What can I bring to Pine Rest?
Because patient storage space is limited, do not bring in huge numbers of stuff. Protective containers should be used to store dentures, retainers, hearing aids, and eyeglasses. Never wrap them in tissue since they may be thrown away.
- All current medications, or a complete list of all prescriptions, as well as the phone number for the pharmacy
What is the mental health?
Our emotional, psychological, and social well-being are all part of our mental health. It has an impact on the way we think, feel, and act. It also influences how we deal with stress, interact with others, and make decisions. Mental health is vital at all stages of life, including childhood, adolescence, and maturity.

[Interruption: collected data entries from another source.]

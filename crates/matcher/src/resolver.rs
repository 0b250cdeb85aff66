use index::{Category, Item, ItemId, PayloadFilter, VectorStore};

use crate::types::MatchError;

/// Items of `target_collection` most similar to an anchor from `origin_collection`.
///
/// The anchor's stored vector is the query; only items whose `category`
/// equals `category_filter` are considered. Results keep the store's native
/// similarity order and are not re-scored. When origin and target coincide
/// the anchor may appear in its own results.
///
/// Fails with [`MatchError::AnchorNotFound`] before touching the target
/// collection when the anchor does not exist.
pub fn find_similar_in_collection(
    store: &dyn VectorStore,
    item_id: &ItemId,
    origin_collection: &str,
    target_collection: &str,
    category_filter: Category,
    limit: usize,
) -> Result<Vec<Item>, MatchError> {
    let anchor = store
        .retrieve(origin_collection, item_id)?
        .ok_or_else(|| MatchError::AnchorNotFound {
            collection: origin_collection.to_string(),
            id: item_id.clone(),
        })?;

    let hits = store.query(
        target_collection,
        &anchor.vector,
        &PayloadFilter::category(category_filter),
        limit,
    )?;
    Ok(hits.into_iter().map(|hit| hit.item).collect())
}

If you have mental health difficulties, your thinking, mood, and behavior may be altered over the course of your life. Many factors play a role in mental illness, including:
Mental health issues are frequent, but there is assistance. People with mental illnesses can improve, and many will recover entirely.

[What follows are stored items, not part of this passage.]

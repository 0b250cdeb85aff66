use std::path::Path;
use std::sync::{Mutex, MutexGuard};

use chrono::{DateTime, NaiveDateTime, Utc};
use rusqlite::{params, Connection};
use tracing::debug;

use crate::{ArchiveError, NewOutfit, OutfitStore, SavedOutfit};

/// Layout shared with SQLite's `CURRENT_TIMESTAMP`, plus microseconds so
/// rows written in the same second still sort by time.
const TIMESTAMP_FORMAT: &str = "%Y-%m-%d %H:%M:%S%.6f";

/// Outfit store over a single SQLite connection.
pub struct SqliteOutfitStore {
    conn: Mutex<Connection>,
}

impl SqliteOutfitStore {
    /// Open (or create) the database file at `path` and ensure the schema.
    pub fn open(path: impl AsRef<Path>) -> Result<Self, ArchiveError> {
        let conn = Connection::open(path.as_ref())?;
        debug!(path = %path.as_ref().display(), "archive_open");
        Self::with_connection(conn)
    }

    /// Database that lives as long as the store.
    pub fn open_in_memory() -> Result<Self, ArchiveError> {
        Self::with_connection(Connection::open_in_memory()?)
    }

    fn with_connection(conn: Connection) -> Result<Self, ArchiveError> {
        migrate(&conn)?;
        Ok(Self {
            conn: Mutex::new(conn),
        })
    }

    fn conn(&self) -> MutexGuard<'_, Connection> {
        self.conn
            .lock()
            .unwrap_or_else(|poisoned| poisoned.into_inner())
    }
}

fn migrate(conn: &Connection) -> Result<(), ArchiveError> {
    conn.execute_batch(
        "
        CREATE TABLE IF NOT EXISTS saved_outfits (
            id                 INTEGER PRIMARY KEY AUTOINCREMENT,
            top_image          TEXT,
            top_description    TEXT,
            bottom_image       TEXT,
            bottom_description TEXT,
            score              REAL,
            prompt             TEXT,
            created_at         TIMESTAMP DEFAULT CURRENT_TIMESTAMP
        );
        ",
    )?;
    Ok(())
}

/// Read back a `created_at` value. Accepts our own layout, SQLite's default
/// `CURRENT_TIMESTAMP` text, and RFC 3339.
fn parse_timestamp(raw: &str) -> Result<DateTime<Utc>, ArchiveError> {
    if let Ok(naive) = NaiveDateTime::parse_from_str(raw, "%Y-%m-%d %H:%M:%S%.f") {
        return Ok(naive.and_utc());
    }
    DateTime::parse_from_rfc3339(raw)
        .map(|dt| dt.with_timezone(&Utc))
        .map_err(|_| ArchiveError::InvalidTimestamp(raw.to_string()))
}

struct Row {
    id: i64,
    top_image: Option<String>,
    top_description: Option<String>,
    bottom_image: Option<String>,
    bottom_description: Option<String>,
    score: Option<f64>,
    prompt: Option<String>,
    created_at: Option<String>,
}

impl OutfitStore for SqliteOutfitStore {
    fn save(&self, outfit: &NewOutfit) -> Result<i64, ArchiveError> {
        let created_at = Utc::now().format(TIMESTAMP_FORMAT).to_string();
        let conn = self.conn();
        conn.execute(
            "INSERT INTO saved_outfits (
                top_image, top_description, bottom_image, bottom_description,
                score, prompt, created_at
            ) VALUES (?1, ?2, ?3, ?4, ?5, ?6, ?7)",
            params![
                outfit.top_image,
                outfit.top_description,
                outfit.bottom_image,
                outfit.bottom_description,
                outfit.score.map(f64::from),
                outfit.prompt,
                created_at,
            ],
        )?;
        let id = conn.last_insert_rowid();
        debug!(id, "outfit_saved");
        Ok(id)
    }

    fn list_all(&self) -> Result<Vec<SavedOutfit>, ArchiveError> {
        let rows = {
            let conn = self.conn();
            let mut stmt = conn.prepare(
                "SELECT id, top_image, top_description, bottom_image, bottom_description,
                        score, prompt, created_at
                 FROM saved_outfits
                 ORDER BY created_at DESC, id DESC",
            )?;
            let rows = stmt
                .query_map([], |row| {
                    Ok(Row {
                        id: row.get(0)?,
                        top_image: row.get(1)?,
                        top_description: row.get(2)?,
                        bottom_image: row.get(3)?,
                        bottom_description: row.get(4)?,
                        score: row.get(5)?,
                        prompt: row.get(6)?,
                        created_at: row.get(7)?,
                    })
                })?
                .collect::<Result<Vec<_>, _>>()?;
            rows
        };

        rows.into_iter()
            .map(|row| {
                let created_at = match row.created_at.as_deref() {
                    Some(raw) => parse_timestamp(raw)?,
                    None => return Err(ArchiveError::InvalidTimestamp(String::new())),
                };
                Ok(SavedOutfit {
                    id: row.id,
                    top_image: row.top_image,
                    top_description: row.top_description,
                    bottom_image: row.bottom_image,
                    bottom_description: row.bottom_description,
                    score: row.score.map(|s| s as f32),
                    prompt: row.prompt,
                    created_at,
                })
            })
            .collect()
    }

    fn clear(&self) -> Result<usize, ArchiveError> {
        let removed = self.conn().execute("DELETE FROM saved_outfits", [])?;
        debug!(removed, "saved_outfits_cleared");
        Ok(removed)
    }
}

What are the 7 main mental disorders?
- Generalized anxiety disorders, social anxiety disorders, panic disorders, and phobias are examples of anxiety disorders.
- Borderline personality disorder, narcissistic personality disorder, and antisocial personality disorder are examples of personality disorders.
What are the 4 types of mental illness?
In the DSM-5, there are almost 300 mental disorders included (Diagnostic and Statistical Manual of Mental Disorders). This is a handbook that health practitioners use to diagnose and recognize mental illness.
The diagnosis of mental disorder is sometimes contentious. In the medical world, there has been much discussion concerning what constitutes a mental illness. Our civilization and culture can influence the definition, yet most mental diseases occur in all countries and cultures. This implies that they are shaped not only by societal norms and expectations, but also by biological and psychological factors.
What should I not tell a psychiatrist?
We’re not going to mince words. When it comes to talking with your therapist, there aren’t many things that are off-limits. Instead, it’s critical to approach your sessionsvirtual or otherwisewith an open and vulnerable perspective.
With that in mind, we’ll go over some of the most prevalent statements that therapists hear from their clients, as well as why they can be impeding your progress.